Инспектор невольно отступил на шаг.

Дантес понял, что его выдали за опасного человека.

Тогда он придал своему взору столько кротости, сколько может вместить сердце человеческое, и смиренной мольбой, удивившей присутствующих, попытался тронуть сердце своего высокого посетителя.

Инспектор выслушал Дантеса до конца, потом повернулся к коменданту.

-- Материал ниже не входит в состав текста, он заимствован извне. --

//! Seeds games, profiles, servers and client artifacts from a JSON file.

use crate::error::CatalogError;
use crate::repository::{CatalogRepository, ClientArtifact};
use serde::Deserialize;
use std::path::{Path, PathBuf};
use tracing::{info, instrument};
use weaver_types::wire::ArtifactFormat;
use weaver_types::{Game, GameId, GameProfile, GameServer};

#[derive(Debug, Deserialize)]
struct ArtifactSeed {
    game_id: GameId,
    /// Relative paths are resolved against the catalog file's directory
    path: PathBuf,
    #[serde(default)]
    file_name: Option<String>,
    #[serde(default)]
    format: ArtifactFormat,
}

#[derive(Debug, Deserialize, Default)]
struct CatalogSeed {
    #[serde(default)]
    games: Vec<Game>,
    #[serde(default)]
    profiles: Vec<GameProfile>,
    #[serde(default)]
    servers: Vec<GameServer>,
    #[serde(default)]
    artifacts: Vec<ArtifactSeed>,
}

/// Counts of what a catalog file contributed
#[derive(Debug, Clone, Copy, Default, PartialEq, Eq)]
pub struct CatalogSummary {
    pub games: usize,
    pub profiles: usize,
    pub servers: usize,
    pub artifacts: usize,
}

#[instrument(skip(catalog))]
pub async fn load_catalog(
    path: &Path,
    catalog: &dyn CatalogRepository,
) -> Result<CatalogSummary, CatalogError> {
    let content = tokio::fs::read_to_string(path)
        .await
        .map_err(|e| CatalogError::FileRead(path.to_path_buf(), e))?;
    let seed: CatalogSeed =
        serde_json::from_str(&content).map_err(|e| CatalogError::Parse(path.to_path_buf(), e))?;

    let summary = CatalogSummary {
        games: seed.games.len(),
        profiles: seed.profiles.len(),
        servers: seed.servers.len(),
        artifacts: seed.artifacts.len(),
    };

    for game in seed.games {
        catalog.upsert_game(game).await?;
    }
    for profile in seed.profiles {
        catalog.upsert_profile(profile).await?;
    }
    for server in seed.servers {
        catalog.upsert_server(server).await?;
    }

    let base = path.parent().unwrap_or_else(|| Path::new("."));
    for artifact in seed.artifacts {
        let file = if artifact.path.is_absolute() {
            artifact.path.clone()
        } else {
            base.join(&artifact.path)
        };
        let content = tokio::fs::read(&file)
            .await
            .map_err(|e| CatalogError::ArtifactRead(file.clone(), e))?;
        let file_name = artifact.file_name.unwrap_or_else(|| {
            file.file_name()
                .map(|n| n.to_string_lossy().into_owned())
                .unwrap_or_else(|| "client".to_string())
        });
        catalog
            .put_artifact(ClientArtifact {
                game_id: artifact.game_id,
                file_name,
                content,
                format: artifact.format,
            })
            .await?;
    }

    info!(
        "📚 Catalog loaded: {} games, {} profiles, {} servers, {} artifacts",
        summary.games, summary.profiles, summary.servers, summary.artifacts
    );
    Ok(summary)
}

#[cfg(test)]
mod tests {
    use super::*;
    use crate::memory::MemoryStore;
    use weaver_types::{GameSource, ProfileId, ServerId};

    #[tokio::test]
    async fn test_load_catalog_with_artifact() {
        let dir = tempfile::tempdir().unwrap();
        std::fs::write(dir.path().join("client.bin"), b"payload").unwrap();

        let game_id = GameId::new();
        let profile_id = ProfileId::new();
        let server_id = ServerId::new();
        let catalog = serde_json::json!({
            "games": [{
                "id": game_id,
                "name": "Manual Game",
                "source": { "kind": "manual" },
                "default_profile_id": profile_id
            }],
            "profiles": [{
                "id": profile_id,
                "game_id": game_id,
                "name": "default",
                "resources": [{
                    "id": weaver_types::ResourceId::new(),
                    "name": "server",
                    "paths": { "windows": "server.exe", "linux": "server" },
                    "resource_type": "Executable",
                    "startup": true
                }]
            }],
            "servers": [{
                "id": server_id,
                "owner": weaver_types::AccountId::new(),
                "host_id": weaver_types::HostId::new(),
                "game_id": game_id,
                "game_profile_id": profile_id,
                "name": "manual-1",
                "install_dir": "/srv/manual-1"
            }],
            "artifacts": [{ "game_id": game_id, "path": "client.bin" }]
        });
        let path = dir.path().join("catalog.json");
        std::fs::write(&path, catalog.to_string()).unwrap();

        let store = MemoryStore::new();
        let summary = load_catalog(&path, &store).await.unwrap();
        assert_eq!(
            summary,
            CatalogSummary {
                games: 1,
                profiles: 1,
                servers: 1,
                artifacts: 1
            }
        );

        let game = store.get_game(game_id).await.unwrap().unwrap();
        assert_eq!(game.source, GameSource::Manual);
        let artifact = store.get_artifact(game_id).await.unwrap().unwrap();
        assert_eq!(artifact.file_name, "client.bin");
        assert_eq!(artifact.content, b"payload");
        assert!(store.get_server(server_id).await.unwrap().is_some());
    }

    #[tokio::test]
    async fn test_missing_catalog_file() {
        let store = MemoryStore::new();
        let err = load_catalog(Path::new("/definitely/not/here.json"), &store)
            .await
            .unwrap_err();
        assert!(matches!(err, CatalogError::FileRead(_, _)));
    }
}
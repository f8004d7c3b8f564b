//! Wires the agent together and runs its timer loops.

use crate::api::{ControlPlaneApi, HttpControlPlane};
use crate::auth::AuthClient;
use crate::backup::BackupManager;
use crate::config::HostAgentConfig;
use crate::dispatcher::Dispatcher;
use crate::error::{AuthError, SettingsError};
use crate::handlers::Handlers;
use crate::installer::{InstallerDriver, MarkerRunner};
use crate::process::{ProcessTable, SysinfoProcessTable};
use crate::session::HostSession;
use crate::settings::SettingsStore;
use crate::state::{BindProbe, StateDetector};
use crate::telemetry::{LatestUsage, UsageSampler};
use std::sync::Arc;
use std::time::Duration;
use thiserror::Error;
use tokio::sync::{watch, RwLock};
use tokio::time::{interval, MissedTickBehavior};
use tracing::{debug, error, info, warn};

#[derive(Debug, Error)]
pub enum AgentError {
    #[error(transparent)]
    Settings(#[from] SettingsError),
    #[error("Failed to build HTTP client: {0}")]
    Client(#[from] crate::error::ApiError),
}

pub struct HostAgent {
    auth: Arc<AuthClient>,
    dispatcher: Arc<Dispatcher>,
    usage: LatestUsage,
    poll_interval: Duration,
    telemetry_interval: Duration,
}

impl HostAgent {
    pub async fn new(config: HostAgentConfig) -> Result<Self, AgentError> {
        let settings = Arc::new(SettingsStore::load(&config.settings_path).await?);
        let server_url = settings.snapshot().await.general.server_url;
        let api: Arc<dyn ControlPlaneApi> =
            Arc::new(HttpControlPlane::new(server_url, config.request_timeout)?);
        let renew_threshold = chrono::Duration::from_std(config.renew_threshold)
            .unwrap_or_else(|_| chrono::Duration::minutes(2));
        let auth = Arc::new(AuthClient::new(settings, api.clone(), renew_threshold));
        let session = Arc::new(HostSession::new(auth.clone(), api));

        let processes: Arc<dyn ProcessTable> = Arc::new(SysinfoProcessTable);
        let handlers = Handlers {
            installer: Arc::new(InstallerDriver::new(
                config.installer.clone(),
                Arc::new(MarkerRunner),
            )),
            artifacts: session.clone(),
            records: session.clone(),
            processes: processes.clone(),
            backups: BackupManager::new(config.backup_root.clone(), config.backup_retention),
        };
        let detector = StateDetector::new(processes, Arc::new(BindProbe));
        let usage: LatestUsage = Arc::new(RwLock::new(Default::default()));

        let dispatcher = Arc::new(Dispatcher::new(
            session,
            Arc::new(handlers),
            detector,
            usage.clone(),
            config.dispatch,
        ));

        Ok(Self {
            auth,
            dispatcher,
            usage,
            poll_interval: config.poll_interval,
            telemetry_interval: config.telemetry_interval,
        })
    }

    pub fn auth(&self) -> &Arc<AuthClient> {
        &self.auth
    }

    pub fn dispatcher(&self) -> &Arc<Dispatcher> {
        &self.dispatcher
    }

    /// Runs the telemetry and check-in loops until `shutdown` flips to true
    pub async fn run(self, shutdown: watch::Receiver<bool>) {
        info!(
            "🚀 Host agent started ({:?}), polling every {:?}",
            self.auth.state().await,
            self.poll_interval
        );

        let telemetry = tokio::spawn(telemetry_loop(
            self.usage.clone(),
            self.telemetry_interval,
            shutdown.clone(),
        ));
        let check_in = tokio::spawn(check_in_loop(
            self.dispatcher.clone(),
            self.poll_interval,
            shutdown,
        ));

        if let Err(e) = check_in.await {
            error!("Check-in loop panicked: {}", e);
        }
        if let Err(e) = telemetry.await {
            error!("Telemetry loop panicked: {}", e);
        }
        info!("Host agent stopped");
    }
}

async fn telemetry_loop(usage: LatestUsage, every: Duration, mut shutdown: watch::Receiver<bool>) {
    let mut sampler = UsageSampler::new();
    let mut ticker = interval(every);
    ticker.set_missed_tick_behavior(MissedTickBehavior::Skip);

    loop {
        tokio::select! {
            _ = ticker.tick() => {
                let sample = sampler.sample();
                debug!("CPU {:.1}%, memory {}/{}", sample.cpu_percent, sample.memory_used_bytes, sample.memory_total_bytes);
                *usage.write().await = sample;
            }
            changed = shutdown.changed() => {
                if changed.is_err() || *shutdown.borrow() {
                    break;
                }
            }
        }
    }
}

async fn check_in_loop(
    dispatcher: Arc<Dispatcher>,
    every: Duration,
    mut shutdown: watch::Receiver<bool>,
) {
    let mut ticker = interval(every);
    ticker.set_missed_tick_behavior(MissedTickBehavior::Delay);
    let mut waiting_logged = false;

    loop {
        tokio::select! {
            _ = ticker.tick() => {
                if *shutdown.borrow() {
                    break;
                }
                // A running batch is never interrupted; shutdown is seen on the next tick
                match dispatcher.run_cycle().await {
                    Ok(report) => {
                        waiting_logged = false;
                        if report.received > 0 {
                            info!(
                                "Batch done: {} completed, {} failed",
                                report.completed, report.failed
                            );
                        }
                    }
                    Err(AuthError::NotRegistered) => {
                        if !waiting_logged {
                            info!("Waiting for a registration link in the settings file");
                            waiting_logged = true;
                        }
                    }
                    Err(e @ AuthError::MalformedCredentials(_)) => {
                        error!("{}; fix the [auth] section of the settings file", e);
                    }
                    Err(e @ AuthError::InvalidRegisterUrl(_)) => error!("{}", e),
                    Err(e) => warn!("Check-in failed: {}", e),
                }
            }
            changed = shutdown.changed() => {
                if changed.is_err() || *shutdown.borrow() {
                    break;
                }
            }
        }
    }
}

//! Temp-file-and-rename writes so a crash never leaves a half written config.

use crate::MergeError;
use std::fs;
use std::io::Write;
use std::path::{Path, PathBuf};

fn temp_path(path: &Path) -> PathBuf {
    let name = path
        .file_name()
        .map(|n| n.to_string_lossy().into_owned())
        .unwrap_or_else(|| "config".to_string());
    path.with_file_name(format!(".{}.tmp", name))
}

pub(crate) fn write_atomic(path: &Path, contents: &[u8]) -> Result<(), MergeError> {
    if let Some(parent) = path.parent() {
        if !parent.as_os_str().is_empty() && !parent.exists() {
            fs::create_dir_all(parent)
                .map_err(|e| MergeError::DirectoryCreate(parent.to_path_buf(), e))?;
        }
    }

    let temp = temp_path(path);
    let mut file =
        fs::File::create(&temp).map_err(|e| MergeError::FileCreate(temp.clone(), e))?;
    file.write_all(contents)
        .map_err(|e| MergeError::FileWrite(temp.clone(), e))?;
    file.sync_all()
        .map_err(|e| MergeError::FileSync(temp.clone(), e))?;
    drop(file);

    fs::rename(&temp, path).map_err(|e| MergeError::FileRename(temp, path.to_path_buf(), e))
}

/// Existing contents, or `None` when the file is absent
pub(crate) fn read_existing(path: &Path) -> Result<Option<String>, MergeError> {
    match fs::read_to_string(path) {
        Ok(contents) => Ok(Some(contents)),
        Err(e) if e.kind() == std::io::ErrorKind::NotFound => Ok(None),
        Err(e) => Err(MergeError::FileRead(path.to_path_buf(), e)),
    }
}
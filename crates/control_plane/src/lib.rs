//! # Weaver Control Plane
//!
//! Central side of the fleet: issues host registrations, keeps the per-host
//! work queue, resolves layered game profiles into dispatch snapshots and
//! serves the HTTP API hosts poll.
//!
//! ## Architecture
//!
//! * [`queue::WorkQueue`] - pull-based, at-least-once delivery with
//!   monotonic status
//! * [`registration::HostAuthService`] - one-time links, salted host
//!   secrets, bearer tokens
//! * [`profiles::ProfileService`] - default -> parent -> own resolution
//!   and edits
//! * [`actions::ServerActions`] - turns operator actions into work
//! * [`housekeeping::Housekeeper`] - purges, stale work alerts, host aging
//! * [`api`] - axum router over all of the above
//!
//! Storage is behind the traits in [`repository`]; [`memory::MemoryStore`]
//! is the bundled implementation.

pub mod actions;
pub mod api;
pub mod catalog;
pub mod config;
pub mod error;
pub mod housekeeping;
pub mod memory;
pub mod profiles;
pub mod queue;
pub mod registration;
pub mod repository;

pub use config::ControlPlaneConfig;
pub use error::ServeError;

use actions::ServerActions;
use api::AppState;
use axum::Router;
use housekeeping::{Housekeeper, HousekeepingSettings};
use memory::MemoryStore;
use profiles::ProfileService;
use queue::WorkQueue;
use registration::HostAuthService;
use std::net::SocketAddr;
use std::sync::Arc;
use tokio::net::TcpListener;
use tokio::sync::watch;
use tracing::{info, warn};

/// A fully wired control plane, ready to serve
pub struct ControlPlane {
    state: AppState,
    store: Arc<MemoryStore>,
    housekeeping: HousekeepingSettings,
}

impl ControlPlane {
    /// Wires services over a fresh in-memory store and seeds the catalog
    pub async fn build(config: &ControlPlaneConfig) -> Result<Self, ServeError> {
        let store = Arc::new(MemoryStore::new());

        if let Some(path) = &config.catalog_path {
            catalog::load_catalog(path, store.as_ref()).await?;
        }

        let token_lifetime = chrono::Duration::from_std(config.token_lifetime)
            .unwrap_or_else(|_| chrono::Duration::hours(1));
        let queue = Arc::new(WorkQueue::new(store.clone(), config.max_batch_size));
        let auth = Arc::new(HostAuthService::new(
            store.clone(),
            &config.public_url,
            token_lifetime,
        ));
        let profiles = Arc::new(ProfileService::new(store.clone()));
        let actions = Arc::new(ServerActions::new(
            store.clone(),
            store.clone(),
            profiles.clone(),
            queue.clone(),
        ));

        if config.operator_key.is_empty() {
            warn!("No operator key configured, admin routes will reject every request");
        }

        Ok(Self {
            state: AppState {
                queue,
                auth,
                profiles,
                actions,
                operator_key: Arc::from(config.operator_key.as_str()),
            },
            store,
            housekeeping: HousekeepingSettings {
                interval: config.housekeeping_interval,
                work_retention: config.work_retention,
                stale_work_alert: config.stale_work_alert,
                host_stale_after: config.host_stale_after,
            },
        })
    }

    /// Backing store, for seeding records directly
    pub fn store(&self) -> Arc<MemoryStore> {
        self.store.clone()
    }

    pub fn state(&self) -> AppState {
        self.state.clone()
    }

    pub fn router(&self) -> Router {
        api::build_router(self.state.clone())
    }

    /// Serves the API and runs housekeeping until `shutdown` flips to true
    pub async fn serve(
        self,
        listener: TcpListener,
        shutdown: watch::Receiver<bool>,
    ) -> Result<(), ServeError> {
        let housekeeper = Housekeeper::new(
            self.state.queue.clone(),
            self.state.auth.clone(),
            self.housekeeping,
        );
        let housekeeping = tokio::spawn(housekeeper.run(shutdown.clone()));

        let app = self.router();
        let mut server_shutdown = shutdown;
        let result = axum::serve(
            listener,
            app.into_make_service_with_connect_info::<SocketAddr>(),
        )
        .with_graceful_shutdown(async move {
            while !*server_shutdown.borrow() {
                if server_shutdown.changed().await.is_err() {
                    break;
                }
            }
        })
        .await
        .map_err(ServeError::Server);

        housekeeping.abort();
        info!("Control plane stopped");
        result
    }
}

/// Binds the configured address and serves until shutdown
pub async fn run(
    config: ControlPlaneConfig,
    shutdown: watch::Receiver<bool>,
) -> Result<(), ServeError> {
    let control_plane = ControlPlane::build(&config).await?;
    let listener = TcpListener::bind(config.bind_address)
        .await
        .map_err(|e| ServeError::Bind(config.bind_address, e))?;

    info!("🚀 Control plane listening on {}", config.bind_address);
    info!("Registration links will point at {}", config.public_url);
    control_plane.serve(listener, shutdown).await
}
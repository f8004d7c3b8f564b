//! Error types of the host agent.

use std::io::Error as IoError;
use std::path::PathBuf;
use thiserror::Error;

/// Failures talking to the control plane
#[derive(Debug, Error)]
pub enum ApiError {
    #[error("Request to control plane failed: {0}")]
    Transport(#[from] reqwest::Error),
    #[error("Control plane answered {status}: {message}")]
    Status { status: u16, message: String },
    #[error("No control plane URL configured")]
    NoServerUrl,
}

impl ApiError {
    pub fn is_unauthorized(&self) -> bool {
        matches!(self, Self::Status { status: 401, .. })
    }
}

/// Failures reading or persisting the host settings file
#[derive(Debug, Error)]
pub enum SettingsError {
    #[error("Failed to read settings file {0}: {1}")]
    Read(PathBuf, IoError),
    #[error("Failed to parse settings file {0}: {1}")]
    Parse(PathBuf, toml::de::Error),
    #[error("Failed to serialize settings: {0}")]
    Serialize(#[from] toml::ser::Error),
    #[error("Failed to write settings file {0}: {1}")]
    Write(PathBuf, IoError),
}

#[derive(Debug, Error)]
pub enum AuthError {
    /// No stored credentials and no registration link: the normal waiting state
    #[error("Host is not registered yet")]
    NotRegistered,
    #[error("Stored host credentials are malformed: {0}")]
    MalformedCredentials(String),
    #[error("Invalid registration URL '{0}'")]
    InvalidRegisterUrl(String),
    #[error(transparent)]
    Api(#[from] ApiError),
    #[error(transparent)]
    Settings(#[from] SettingsError),
}

#[derive(Debug, Error)]
pub enum ProcessError {
    #[error("Failed to enumerate processes: {0}")]
    Enumeration(String),
    #[error("Failed to start {0}: {1}")]
    Spawn(PathBuf, IoError),
}

#[derive(Debug, Error)]
pub enum InstallerError {
    #[error("Failed to download installer from {0}: {1}")]
    Download(String, String),
    #[error("Unsupported installer archive '{0}', expected .zip or .tar.gz")]
    UnsupportedArchive(String),
    #[error("Failed to extract {0}: {1}")]
    Extract(PathBuf, String),
    #[error("Installer binary {0} is missing after bootstrap")]
    MissingBinary(PathBuf),
    #[error("I/O error on {0}: {1}")]
    Io(PathBuf, IoError),
    #[error("Failed to start installer {0}: {1}")]
    Spawn(PathBuf, IoError),
    #[error("Failed to read installer output: {0}")]
    Read(IoError),
    #[error("Installer reported errors: {0}")]
    Stderr(String),
}

#[derive(Debug, Error)]
pub enum ManualInstallError {
    #[error("Failed to fetch client artifact: {0}")]
    Fetch(#[from] AuthError),
    #[error("Artifact file name '{0}' is not a plain file name")]
    InvalidFileName(String),
    #[error("I/O error on {0}: {1}")]
    Io(PathBuf, IoError),
    #[error("Artifact hash mismatch: expected {expected}, got {actual}")]
    HashMismatch { expected: String, actual: String },
    #[error("Failed to extract {0}: {1}")]
    Extract(PathBuf, zip::result::ZipError),
}

#[derive(Debug, Error)]
pub enum BackupError {
    #[error("Backup source {0} does not exist")]
    MissingSource(PathBuf),
    #[error("I/O error on {0}: {1}")]
    Io(PathBuf, IoError),
    #[error("Failed to archive {0}: {1}")]
    Archive(PathBuf, zip::result::ZipError),
    #[error("Failed to walk {0}: {1}")]
    Walk(PathBuf, walkdir::Error),
}

/// A failed work item: every message collected while running it
#[derive(Debug, Clone, PartialEq, Eq, Error)]
#[error("{}", .0.join("\n"))]
pub struct WorkFailure(pub Vec<String>);

impl WorkFailure {
    pub fn single(message: impl Into<String>) -> Self {
        Self(vec![message.into()])
    }
}

impl From<String> for WorkFailure {
    fn from(message: String) -> Self {
        Self::single(message)
    }
}
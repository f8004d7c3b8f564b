//! Command-line interface of the `weaver` binary.

use clap::{Arg, ArgMatches, Command};
use std::path::PathBuf;

/// Which side of the fleet this process runs
#[derive(Debug, Clone, PartialEq, Eq)]
pub enum Mode {
    Control {
        bind_address: Option<String>,
        public_url: Option<String>,
    },
    Host {
        settings_path: Option<PathBuf>,
    },
}

/// Parsed command line; `None` fields leave the config file value alone
#[derive(Debug, Clone)]
pub struct CliArgs {
    pub config_path: PathBuf,
    pub log_level: Option<String>,
    pub json_logs: bool,
    pub mode: Mode,
}

pub fn command() -> Command {
    Command::new("weaver")
        .version(env!("CARGO_PKG_VERSION"))
        .about("Game server fleet manager")
        .subcommand_required(true)
        .arg(
            Arg::new("config")
                .short('c')
                .long("config")
                .value_name("FILE")
                .help("Configuration file path")
                .default_value("weaver.toml")
                .global(true),
        )
        .arg(
            Arg::new("log-level")
                .short('l')
                .long("log-level")
                .value_name("LEVEL")
                .help("Log level (trace, debug, info, warn, error)")
                .global(true),
        )
        .arg(
            Arg::new("json-logs")
                .long("json-logs")
                .help("Output logs in JSON format")
                .action(clap::ArgAction::SetTrue)
                .global(true),
        )
        .subcommand(
            Command::new("control")
                .about("Run the control plane API")
                .arg(
                    Arg::new("bind")
                        .short('b')
                        .long("bind")
                        .value_name("ADDRESS")
                        .help("Bind address (e.g., 0.0.0.0:8090)"),
                )
                .arg(
                    Arg::new("public-url")
                        .long("public-url")
                        .value_name("URL")
                        .help("Base URL hosts use to reach this control plane"),
                ),
        )
        .subcommand(
            Command::new("host")
                .about("Run the host agent")
                .arg(
                    Arg::new("settings")
                        .short('s')
                        .long("settings")
                        .value_name("FILE")
                        .help("Host settings file holding the registration link and credentials"),
                ),
        )
}

impl CliArgs {
    pub fn parse() -> Self {
        Self::from_matches(&command().get_matches())
    }

    pub fn from_matches(matches: &ArgMatches) -> Self {
        let (mode, sub) = match matches.subcommand() {
            Some(("host", sub)) => (
                Mode::Host {
                    settings_path: sub.get_one::<String>("settings").map(PathBuf::from),
                },
                sub,
            ),
            Some((_, sub)) => (
                Mode::Control {
                    bind_address: sub.get_one::<String>("bind").cloned(),
                    public_url: sub.get_one::<String>("public-url").cloned(),
                },
                sub,
            ),
            None => (
                Mode::Control {
                    bind_address: None,
                    public_url: None,
                },
                matches,
            ),
        };

        Self {
            config_path: sub
                .get_one::<String>("config")
                .map(PathBuf::from)
                .unwrap_or_else(|| PathBuf::from("weaver.toml")),
            log_level: sub.get_one::<String>("log-level").cloned(),
            json_logs: sub.get_flag("json-logs"),
            mode,
        }
    }
}

#[cfg(test)]
mod tests {
    use super::*;

    fn parse(args: &[&str]) -> CliArgs {
        CliArgs::from_matches(&command().try_get_matches_from(args).unwrap())
    }

    #[test]
    fn test_control_overrides() {
        let args = parse(&[
            "weaver",
            "--log-level",
            "debug",
            "control",
            "--bind",
            "0.0.0.0:9000",
        ]);
        assert_eq!(args.config_path, PathBuf::from("weaver.toml"));
        assert_eq!(args.log_level.as_deref(), Some("debug"));
        assert!(!args.json_logs);
        assert_eq!(
            args.mode,
            Mode::Control {
                bind_address: Some("0.0.0.0:9000".to_string()),
                public_url: None,
            }
        );
    }

    #[test]
    fn test_host_with_global_flags_after_subcommand() {
        let args = parse(&[
            "weaver",
            "host",
            "--settings",
            "/etc/weaver/host.toml",
            "-c",
            "fleet.toml",
            "--json-logs",
        ]);
        assert_eq!(args.config_path, PathBuf::from("fleet.toml"));
        assert!(args.json_logs);
        assert_eq!(
            args.mode,
            Mode::Host {
                settings_path: Some(PathBuf::from("/etc/weaver/host.toml")),
            }
        );
    }

    #[test]
    fn test_subcommand_required() {
        assert!(command().try_get_matches_from(["weaver"]).is_err());
    }
}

— Он кончит благочестием, — сказал он вполголоса, — он уже и сейчас склоняется к кротости и умиротворению. Видите, ему знаком страх; он отступил, увидев штыки, а ведь сумасшедший ни перед чем не отступает. Я по этому вопросу сделал очень любопытные наблюдения в Шарантоне.

Потом он обратился к заключенному:

— Короче говоря, о чем вы просите?

— Я прошу сказать мне, в чем мое преступление, прошу суда, прошу следствия, прошу, наконец, чтобы меня расстреляли, если я виновен, и чтобы меня выпустили на свободу, если я невиновен.

— Хорошо ли вас кормят? — спросил инспектор.

— Да. Вероятно. Не знаю. Но это не важно. Важно, и не только для меня, несчастного узника, но и для властей, творящих правосудие, и для короля, который нами правит, чтобы невиновный не стал жертвой подлого доноса и не умирал под замком, проклиная своих палачей.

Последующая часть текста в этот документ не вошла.